The Hang Seng Index was up 0.2% to 30,995.72 by the midday break after changing directions several times. Tencent Holdings rose 0.6%, extending its 3.7% rally on Thursday after it reported better-than-expected first-quarter results. PetroChina and CNOOC added 6.1% and 3%, respectively, as the benchmark Brent crude oil contract rose above $80 a barrel on Thursday for the first time since November 2014. China Petroleum & Chemical (Sinopec) climbed 3%. The three energy producers were the biggest contributors to the gauge's advance by points.
At its current level, the Hang Seng Index is down about 7.4% from the all-time high it reached in January, after recent Chinese-U.S. trade frictions have clouded investor sentiment. Markets are watching a second round of talks that are ongoing between officials from the two countries. China has offered the U.S. trade concessions and promises of increased purchases of American goods that will help trim the U.S. trade deficit by up to $200 billion a year, Reuters reported, citing U.S officials familiar with the proposal.
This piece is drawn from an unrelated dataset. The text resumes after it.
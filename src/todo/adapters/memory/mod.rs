//! In-memory adapters for todo persistence.

mod todo;

pub use todo::InMemoryTodoRepository;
This comes weeks after a similar meeting in Beijing concluded with no significant decisions announced on bilateral trade.
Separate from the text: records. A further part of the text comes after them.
//! `PostgreSQL` repository implementation for todo storage.

use super::{
    models::{NewTodoRow, TodoRow},
    schema::todos,
    session::{TodoPgPool, acquire},
};
use crate::todo::{
    domain::{NewTodo, Todo, TodoId},
    ports::{TodoRepository, TodoRepositoryError, TodoRepositoryResult},
};
use async_trait::async_trait;
use diesel::connection::SimpleConnection;
use diesel::pg::PgConnection;
use diesel::prelude::*;
use tracing::info;

/// Idempotent DDL for the `todos` table.
const CREATE_TODOS_SQL: &str =
    include_str!("../../../../migrations/2026-10-17-000000_create_todos/up.sql");

/// `PostgreSQL`-backed todo repository.
#[derive(Debug, Clone)]
pub struct PostgresTodoRepository {
    pool: TodoPgPool,
}

impl PostgresTodoRepository {
    /// Creates a new repository from a `PostgreSQL` connection pool.
    #[must_use]
    pub const fn new(pool: TodoPgPool) -> Self {
        Self { pool }
    }

    /// Creates the `todos` table and its index when absent.
    ///
    /// Safe to call on every process start.
    ///
    /// # Errors
    ///
    /// Returns [`TodoRepositoryError::Persistence`] when the store is
    /// unreachable or rejects the DDL.
    pub async fn initialize(&self) -> TodoRepositoryResult<()> {
        self.run_blocking(|connection| {
            connection
                .batch_execute(CREATE_TODOS_SQL)
                .map_err(TodoRepositoryError::persistence)
        })
        .await?;
        info!("todos table ready");
        Ok(())
    }

    async fn run_blocking<F, T>(&self, f: F) -> TodoRepositoryResult<T>
    where
        F: FnOnce(&mut PgConnection) -> TodoRepositoryResult<T> + Send + 'static,
        T: Send + 'static,
    {
        let pool = self.pool.clone();
        tokio::task::spawn_blocking(move || {
            let mut session = acquire(&pool)?;
            f(&mut session)
        })
        .await
        .map_err(TodoRepositoryError::persistence)?
    }
}

#[async_trait]
impl TodoRepository for PostgresTodoRepository {
    async fn list(&self) -> TodoRepositoryResult<Vec<Todo>> {
        self.run_blocking(|connection| {
            let rows = todos::table
                .order(todos::id.asc())
                .select(TodoRow::as_select())
                .load::<TodoRow>(connection)
                .map_err(TodoRepositoryError::persistence)?;
            Ok(rows.into_iter().map(Todo::from).collect())
        })
        .await
    }

    async fn store(&self, todo: &NewTodo) -> TodoRepositoryResult<Todo> {
        let new_todo = todo.clone();
        self.run_blocking(move |connection| {
            diesel::insert_into(todos::table)
                .values(NewTodoRow::from(&new_todo))
                .returning(TodoRow::as_returning())
                .get_result::<TodoRow>(connection)
                .map(Todo::from)
                .map_err(TodoRepositoryError::persistence)
        })
        .await
    }

    async fn find_by_id(&self, id: TodoId) -> TodoRepositoryResult<Option<Todo>> {
        self.run_blocking(move |connection| {
            let row = todos::table
                .find(id.value())
                .select(TodoRow::as_select())
                .first::<TodoRow>(connection)
                .optional()
                .map_err(TodoRepositoryError::persistence)?;
            Ok(row.map(Todo::from))
        })
        .await
    }

    async fn set_completed(&self, id: TodoId, completed: bool) -> TodoRepositoryResult<Todo> {
        self.run_blocking(move |connection| {
            let row = diesel::update(todos::table.find(id.value()))
                .set(todos::completed.eq(completed))
                .returning(TodoRow::as_returning())
                .get_result::<TodoRow>(connection)
                .optional()
                .map_err(TodoRepositoryError::persistence)?;
            row.map(Todo::from).ok_or(TodoRepositoryError::NotFound(id))
        })
        .await
    }

    async fn delete(&self, id: TodoId) -> TodoRepositoryResult<()> {
        self.run_blocking(move |connection| {
            let deleted = diesel::delete(todos::table.find(id.value()))
                .execute(connection)
                .map_err(TodoRepositoryError::persistence)?;
            if deleted == 0 {
                return Err(TodoRepositoryError::NotFound(id));
            }
            Ok(())
        })
        .await
    }
}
Jackson Wong, an analyst at Huarong International Securities, said the Hang Seng Index's recent retreats from highs show that retail investors are "racing to exit" and lack confidence in the market. "The Hong Kong stock market remains a sideways market," he said, adding that he expects the gauge to test support at 30,600 in the short-term.
The Shanghai Composite Index rose 0.3% in the mainland, while its Shenzhen counterpart slipped 0.4%.
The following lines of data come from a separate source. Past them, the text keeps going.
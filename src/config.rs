//! Process configuration.
//!
//! Read once at startup from command-line flags, falling back to environment
//! variables and then to defaults.

use clap::Parser;

/// Store URL used when neither `--database-url` nor `DATABASE_URL` is given.
pub const DEFAULT_DATABASE_URL: &str = "postgresql://postgres:postgres@db:5432/todos";

/// Todo service configuration.
#[derive(Debug, Clone, PartialEq, Eq, Parser)]
#[command(name = "todo_server", version, about = "Todo list HTTP service")]
pub struct ServerConfig {
    /// `PostgreSQL` connection URL (host, port, credentials, database name).
    #[arg(long, env = "DATABASE_URL", default_value = DEFAULT_DATABASE_URL)]
    pub database_url: String,

    /// Address to bind the HTTP listener to.
    #[arg(long, env = "TODO_HOST", default_value = "0.0.0.0")]
    pub host: String,

    /// Port to bind the HTTP listener to.
    #[arg(long, env = "TODO_PORT", default_value_t = 8000)]
    pub port: u16,

    /// Maximum number of pooled store connections.
    #[arg(long, env = "TODO_POOL_SIZE", default_value_t = 10)]
    pub pool_size: u32,
}

impl ServerConfig {
    /// Returns the `host:port` listener address.
    #[must_use]
    pub fn socket_addr(&self) -> String {
        format!("{}:{}", self.host, self.port)
    }
}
The U.S. is taking a second look at penalties imposed on ZTE, White House economic adviser Larry Kudlow told Fox Business Network on Thursday. The comments come days after U.S. President Donald Trump said he was working with Chinese President Xi Jinping to give the company a "way to get back into business, fast."
Trading in the Chinese telecommunication-equipment maker's shares remains halted in Hong Kong and Shenzhen.
Melco International Development added 0.4% in Hong Kong after saying its U.S.-listed unit Melco Resorts & Entertainment had preliminary discussions with Premium Leisure for a potential deal whereby Premium Leisure could become an equity holder in Melco Resorts' casino unit in the Philippines.
Mason Group Holdings, which has diversified business interests, rose 1.1% after saying strategic investors including Tencent-backed online health-care services company WeDoctor will take a 35.2% stake in a unit.
Shares of fabric-maker Wang Tai Holdings jumped 22.6% to 12.5 Hong Kong cents after saying it plans to place up to 310 million shares, or 20% of existing share capital of company at 10 Hong Kong cents apiece.
Winfair Investment Company rose 1.5%. The company, engaged in securities trading and property development, said it expects nearly a sixfold jump in profit for the year ended March.
Apparel-maker Texwinca Holdings declined 1.5% after saying it expects to report a 40% dip in profit after tax for the year ended March.